use rustc_version::{version, version_meta, Channel};

fn main() {
    let ver = version().expect("rustc version is available");
    assert!(ver.major >= 1);

    println!("cargo:rustc-check-cfg=cfg(rustc_nightly)");
    println!("cargo:rustc-check-cfg=cfg(rustc_beta)");

    match version_meta().expect("rustc version metadata is available").channel {
        Channel::Nightly => {
            println!("cargo:rustc-cfg=rustc_nightly");
        }
        Channel::Beta => {
            println!("cargo:rustc-cfg=rustc_beta");
        }
        _ => {}
    }
}
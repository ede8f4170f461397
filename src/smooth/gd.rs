//! Private Module

use super::monotone_step;
use crate::error::Result;
use crate::line::LineSearchConfig;
use crate::linalg::Vector;
use crate::problem::{check_positive, check_start, nop, Gradient, Solution};
#[cfg(feature = "serde")]
use serde::{Deserialize, Serialize};
use tracing::{debug, trace};

/// Configuration of [`SteepestDescent`]
///
/// Parameters
/// ----------
/// - __eps1:__           gradient norm and step length tolerance
/// - __eps2:__           function change tolerance
/// - __max_iterations:__ number of outer iterations
/// - __line_search:__    how step lengths are chosen
#[derive(Debug, Clone, PartialEq)]
#[cfg_attr(feature = "serde", derive(Serialize, Deserialize))]
#[cfg_attr(feature = "serde", serde(default))]
pub struct SteepestDescentConfig {
    pub eps1: f64,
    pub eps2: f64,
    pub max_iterations: usize,
    pub line_search: LineSearchConfig,
}

impl Default for SteepestDescentConfig {
    fn default() -> Self {
        Self {
            eps1: 1e-4,
            eps2: 1e-10,
            max_iterations: 100_000,
            line_search: LineSearchConfig::default(),
        }
    }
}

/// Steepest Descent with a line search
///
/// Also known as the fastest gradient descent.
///
/// Algorithm
/// ---------
/// ```math
/// \begin{aligned}
/// d_i &= -\nabla f(x_i) \\
/// \alpha_i &= \mathrm{arg}\!\min_\alpha f(x_i + \alpha d_i ) \\
/// x_{i+1} &= x_i + \alpha_i d_i
/// \end{aligned}
/// ```
///
/// Stops when $`\|\nabla f(x_i)\| < \varepsilon_1`$, or when both
/// $`\|x_{i+1} - x_i\| < \varepsilon_1`$ and
/// $`|f(x_{i+1}) - f(x_i)| < \varepsilon_2`$.
#[derive(Debug, Clone, Default, PartialEq)]
pub struct SteepestDescent {
    pub config: SteepestDescentConfig,
}

impl SteepestDescent {
    pub fn new(config: SteepestDescentConfig) -> Self {
        Self { config }
    }

    pub fn solve(
        &self,
        f: impl Fn(&Vector) -> f64,
        gradient: &Gradient<'_>,
        x0: &Vector,
    ) -> Result<Solution> {
        self.solve_with(f, gradient, x0, nop)
    }

    /// Minimize `f` from `x0`
    ///
    /// Parameters
    /// ----------
    /// - __f:__         objective function
    /// - __gradient:__  its partial derivatives
    /// - __x0:__        initial guess
    /// - __callback:__  user-defined function to be evaluated with the
    ///                  accepted iterate, its value and the iteration index
    ///                  after each iteration
    pub fn solve_with(
        &self,
        f: impl Fn(&Vector) -> f64,
        gradient: &Gradient<'_>,
        x0: &Vector,
        mut callback: impl FnMut(&Vector, f64, usize),
    ) -> Result<Solution> {
        let config = &self.config;
        check_positive(
            "steepest descent",
            &[("eps1", config.eps1), ("eps2", config.eps2)],
        )?;
        config.line_search.validate()?;
        check_start(gradient, x0)?;

        let mut x = x0.clone();
        let mut fx = f(&x);
        for iter in 1..=config.max_iterations {
            let grad = gradient.evaluate(&x)?;
            if grad.norm() < config.eps1 {
                debug!(iterations = iter - 1, fx = fx, "steepest descent: gradient vanished");
                return Ok(Solution {
                    x,
                    fx,
                    iterations: iter - 1,
                    converged: true,
                });
            }

            let step = match monotone_step(&f, &x, fx, &grad.neg(), &config.line_search)? {
                Some(step) => step,
                None => {
                    debug!(iterations = iter - 1, fx = fx, "steepest descent: no descent step");
                    return Ok(Solution {
                        x,
                        fx,
                        iterations: iter - 1,
                        converged: false,
                    });
                }
            };
            let moved = step.x.sub(&x)?.norm();
            let change = (fx - step.fx).abs();
            x = step.x;
            fx = step.fx;
            trace!(iteration = iter, fx = fx, alpha = step.alpha, "steepest descent");
            callback(&x, fx, iter);

            if moved < config.eps1 && change < config.eps2 {
                debug!(iterations = iter, fx = fx, "steepest descent: step stalled");
                return Ok(Solution {
                    x,
                    fx,
                    iterations: iter,
                    converged: true,
                });
            }
        }
        debug!(iterations = config.max_iterations, fx = fx, "steepest descent: iteration cap");
        Ok(Solution {
            x,
            fx,
            iterations: config.max_iterations,
            converged: false,
        })
    }
}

────────────────────

■ INSTRUCTIONS FOR THE TASK: Out of the records above, pull each line containing the word "available".

■ SOLVED PROBLEM:
    let ver = version().expect("rustc version is available");
    match version_meta().expect("rustc version metadata is available").channel {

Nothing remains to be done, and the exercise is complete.